Vivimos en el mundo de la prisa. Habitamos en un lugar donde es fácil encontrar personas desesperadas y angustiadas, porque al parecer, el tiempo no les alcanza para nada. Por eso es común escuchar expresiones, tales como: “hablamos después, que no tengo tiempo”, “se me hace tarde para llegar al trabajo, luego te llamo”, “ya no continúes, que se terminó el tiempo”. En fin, la gente vive con el acelerador puesto, estresados porque siente que no pueden realizar todo lo que quisieran.
Claro está, no vamos a negar que la sociedad de hoy no tenía la misma estructura que hace 30 años, donde no existía tanta demanda en el trabajo, en el estudio, en la convivencia y en otras realidades cotidianas, pues el desarrollo estaba concentrado a un ritmo diferente. Razón por la que, al no tener grandes opciones en la sociedad, se observaba el tiempo pasar lento y en ocasiones aburrido, diferente ahora que, a mayor acciones y compromisos, menos “cantidad” de tiempo sentimos tener.
Pero si la gente no tiene tiempo en la actualidad, como solemos escuchar constantemente, es bueno preguntarse sin ánimo de ser irónico ni mucho menos pretender ser ignorante, ¿de qué manera logran sobrevivir?, ¿qué hacen cuando no pueden hacer todo lo que desean?, ¿o no será que hoy se quiere hacer de todo y a la vez ignorar por completo el tiempo?
Dice la expresión popular: “Después que se inventaron las excusas, todo el mundo queda bien”. Hemos dicho en alta voz que no tenemos tiempo, cuando en realidad lo que sucede es que no lo estamos aprovechando. Es como si no nos importara que se perdiera, porque siempre creemos que al día siguiente tendremos más para desperdiciar, olvidándonos que este jamás se recupera.
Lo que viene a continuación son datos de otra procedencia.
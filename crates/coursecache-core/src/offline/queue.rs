//! Persistent per-site queue of writes waiting to reach the server.

use std::collections::HashMap;
use std::path::PathBuf;
use std::sync::{Arc, Mutex, MutexGuard};

use chrono::{DateTime, Utc};
use serde::{Deserialize, Serialize};
use serde_json::Value;
use tracing::{debug, info};

use crate::api::WsError;
use crate::storage::{load_json, save_json};

/// Identifies the thing a write applies to, e.g. a conversation or an assignment.
#[derive(Debug, Clone, PartialEq, Eq, Hash, PartialOrd, Ord, Serialize, Deserialize)]
#[cfg_attr(feature = "ts", derive(ts_rs::TS))]
pub struct EntityKey {
    pub component: String,
    pub entity_id: String,
}

impl EntityKey {
    pub fn new(component: &str, entity_id: impl ToString) -> Self {
        Self {
            component: component.to_string(),
            entity_id: entity_id.to_string(),
        }
    }
}

impl std::fmt::Display for EntityKey {
    fn fmt(&self, f: &mut std::fmt::Formatter<'_>) -> std::fmt::Result {
        write!(f, "{}:{}", self.component, self.entity_id)
    }
}

/// A write stored while it could not be sent.
#[derive(Debug, Clone, PartialEq, Serialize, Deserialize)]
#[cfg_attr(feature = "ts", derive(ts_rs::TS))]
pub struct PendingAction {
    pub id: String,
    pub site_id: String,
    pub component: String,
    pub entity_id: String,
    #[cfg_attr(feature = "ts", ts(type = "unknown"))]
    pub payload: Value,
    pub created_at: DateTime<Utc>,
    /// Per-site monotonic counter; replay order within an entity.
    pub ordering_key: u64,
}

impl PendingAction {
    pub fn entity(&self) -> EntityKey {
        EntityKey::new(&self.component, &self.entity_id)
    }

    fn belongs_to(&self, component: &str, entity_id: &str) -> bool {
        self.component == component && self.entity_id == entity_id
    }
}

#[derive(Debug, Clone, Default, Serialize, Deserialize)]
struct QueueFile {
    next_ordering_key: u64,
    actions: Vec<PendingAction>,
}

/// Offline action queue for one site.
///
/// Mutations are written through to disk before they become visible; a failed
/// write is returned as `WsError::Storage` and leaves the queue unchanged.
pub struct OfflineQueue {
    site_id: String,
    path: Option<PathBuf>,
    state: Mutex<QueueFile>,
    entity_locks: Mutex<HashMap<EntityKey, Arc<tokio::sync::Mutex<()>>>>,
}

impl OfflineQueue {
    pub fn open(site_id: &str, path: PathBuf) -> Result<Self, WsError> {
        let file: QueueFile = load_json(&path)
            .map_err(|e| WsError::Storage(format!("{:#}", e)))?
            .unwrap_or_default();
        if !file.actions.is_empty() {
            info!(site_id, pending = file.actions.len(), "Loaded offline queue");
        }
        Ok(Self {
            site_id: site_id.to_string(),
            path: Some(path),
            state: Mutex::new(file),
            entity_locks: Mutex::new(HashMap::new()),
        })
    }

    pub fn in_memory(site_id: &str) -> Self {
        Self {
            site_id: site_id.to_string(),
            path: None,
            state: Mutex::new(QueueFile::default()),
            entity_locks: Mutex::new(HashMap::new()),
        }
    }

    pub fn site_id(&self) -> &str {
        &self.site_id
    }

    /// Store a new action behind any already pending for the same entity.
    pub fn enqueue(&self, component: &str, entity_id: &str, payload: Value) -> Result<PendingAction, WsError> {
        self.modify(|file| {
            let action = self.new_action(file, component, entity_id, payload);
            file.actions.push(action.clone());
            action
        })
        .inspect(|action| {
            debug!(component, entity_id, ordering_key = action.ordering_key, "Queued offline action");
        })
    }

    /// Store an action that supersedes everything pending for the entity.
    pub fn replace(&self, component: &str, entity_id: &str, payload: Value) -> Result<PendingAction, WsError> {
        self.modify(|file| {
            file.actions.retain(|a| !a.belongs_to(component, entity_id));
            let action = self.new_action(file, component, entity_id, payload);
            file.actions.push(action.clone());
            action
        })
    }

    pub fn has_pending(&self, component: &str, entity_id: &str) -> Result<bool, WsError> {
        self.read(|file| file.actions.iter().any(|a| a.belongs_to(component, entity_id)))
    }

    /// Pending actions for one entity in creation order. Actions stay queued
    /// until `remove` confirms them.
    pub fn drain(&self, component: &str, entity_id: &str) -> Vec<PendingAction> {
        let mut actions = self
            .read(|file| {
                file.actions
                    .iter()
                    .filter(|a| a.belongs_to(component, entity_id))
                    .cloned()
                    .collect::<Vec<_>>()
            })
            .unwrap_or_default();
        actions.sort_by_key(|a| a.ordering_key);
        actions
    }

    /// Every pending action of a component in creation order.
    pub fn pending(&self, component: &str) -> Vec<PendingAction> {
        let mut actions = self
            .read(|file| {
                file.actions
                    .iter()
                    .filter(|a| a.component == component)
                    .cloned()
                    .collect::<Vec<_>>()
            })
            .unwrap_or_default();
        actions.sort_by_key(|a| a.ordering_key);
        actions
    }

    /// Entities with pending actions, ordered by their oldest action.
    pub fn entities_with_pending(&self, component: &str) -> Vec<EntityKey> {
        let mut entities: Vec<EntityKey> = Vec::new();
        for action in self.pending(component) {
            let key = action.entity();
            if !entities.contains(&key) {
                entities.push(key);
            }
        }
        entities
    }

    /// Delete confirmed actions. Unknown ids are ignored.
    pub fn remove(&self, ids: &[String]) -> Result<usize, WsError> {
        self.modify(|file| {
            let before = file.actions.len();
            file.actions.retain(|a| !ids.contains(&a.id));
            before - file.actions.len()
        })
    }

    /// Drop everything pending for an entity.
    pub fn discard(&self, component: &str, entity_id: &str) -> Result<usize, WsError> {
        let removed = self.modify(|file| {
            let before = file.actions.len();
            file.actions.retain(|a| !a.belongs_to(component, entity_id));
            before - file.actions.len()
        })?;
        if removed > 0 {
            info!(component, entity_id, removed, "Discarded pending actions");
        }
        Ok(removed)
    }

    pub fn len(&self) -> usize {
        self.read(|file| file.actions.len()).unwrap_or(0)
    }

    pub fn is_empty(&self) -> bool {
        self.len() == 0
    }

    /// Async lock serializing sends and replays for one entity.
    pub fn entity_lock(&self, component: &str, entity_id: &str) -> Arc<tokio::sync::Mutex<()>> {
        let key = EntityKey::new(component, entity_id);
        match self.entity_locks.lock() {
            Ok(mut locks) => locks.entry(key).or_default().clone(),
            // Poisoned: hand out an unshared lock rather than fail the write.
            Err(_) => Arc::new(tokio::sync::Mutex::new(())),
        }
    }

    /// Forget the entity's lock once nobody holds or awaits it.
    ///
    /// Call after dropping the handle from `entity_lock`.
    pub fn release_entity_lock(&self, component: &str, entity_id: &str) {
        if let Ok(mut locks) = self.entity_locks.lock() {
            let key = EntityKey::new(component, entity_id);
            if locks.get(&key).is_some_and(|lock| Arc::strong_count(lock) == 1) {
                locks.remove(&key);
            }
        }
    }

    /// Entities with a live lock entry.
    pub fn locked_entities(&self) -> usize {
        self.entity_locks.lock().map(|locks| locks.len()).unwrap_or(0)
    }

    fn new_action(&self, file: &mut QueueFile, component: &str, entity_id: &str, payload: Value) -> PendingAction {
        let ordering_key = file.next_ordering_key;
        file.next_ordering_key += 1;
        PendingAction {
            id: format!("{}-{}", component, ordering_key),
            site_id: self.site_id.clone(),
            component: component.to_string(),
            entity_id: entity_id.to_string(),
            payload,
            created_at: Utc::now(),
            ordering_key,
        }
    }

    /// Poison the state lock, as a panic while holding it would.
    #[cfg(test)]
    pub(crate) fn poison(&self) {
        std::thread::scope(|s| {
            let _ = s
                .spawn(|| {
                    let _state = self.state.lock();
                    panic!("panicked while holding the offline queue");
                })
                .join();
        });
    }

    fn lock(&self) -> Result<MutexGuard<'_, QueueFile>, WsError> {
        self.state
            .lock()
            .map_err(|_| WsError::Storage("Offline queue lock poisoned".to_string()))
    }

    fn read<T>(&self, f: impl FnOnce(&QueueFile) -> T) -> Result<T, WsError> {
        Ok(f(&*self.lock()?))
    }

    fn modify<T>(&self, f: impl FnOnce(&mut QueueFile) -> T) -> Result<T, WsError> {
        let mut state = self.lock()?;
        let mut updated = state.clone();
        let result = f(&mut updated);
        if let Some(ref path) = self.path {
            save_json(path, &updated).map_err(|e| WsError::Storage(format!("{:#}", e)))?;
        }
        *state = updated;
        Ok(result)
    }
}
Hay tiempo, seamos realidad, lo que no tenemos es voluntad, decisión y conciencia de lo que realmente debemos de hacer con el nuestro y con el que les toca a los demás. A lo mejor nos asusta o nos sentimos incómodos cuando caemos en la cuenta que debemos economizarlo, ser disciplinados para utilizarlo correctamente, y decidimos hace todo lo contrario, porque no queremos manejar nuestras emociones y sentimientos, pues es mejor vivir sin control, sin prudencia, y pretender llevarnos el mundo por delante como si no hubiera mañana.
En definitiva, todavía seguimos teniendo las mismas 24 horas de siempre, los siete días de la semana y doce meses en el año, y pese a todo esto, las personas siguen repitiendo el mismo estribillo: “no tengo tiempo”. Hay tiempo y también tenemos reloj. Solo debemos hacer un pequeño ajuste a la vida acelerada que llevamos y colocar cada cosa en su sitio, ya que haciéndolo de este modo, podremos ahorrar tiempo y al hacerlo, ganaremos vida, salud y dinero. Así que, a modo de reflexión, te dejo esta pregunta: ¿qué harás con tu tiempo?, ¿seguirá derramándolo sin medida o harás la diferencia, utilizándolo a tu favor y no en contra?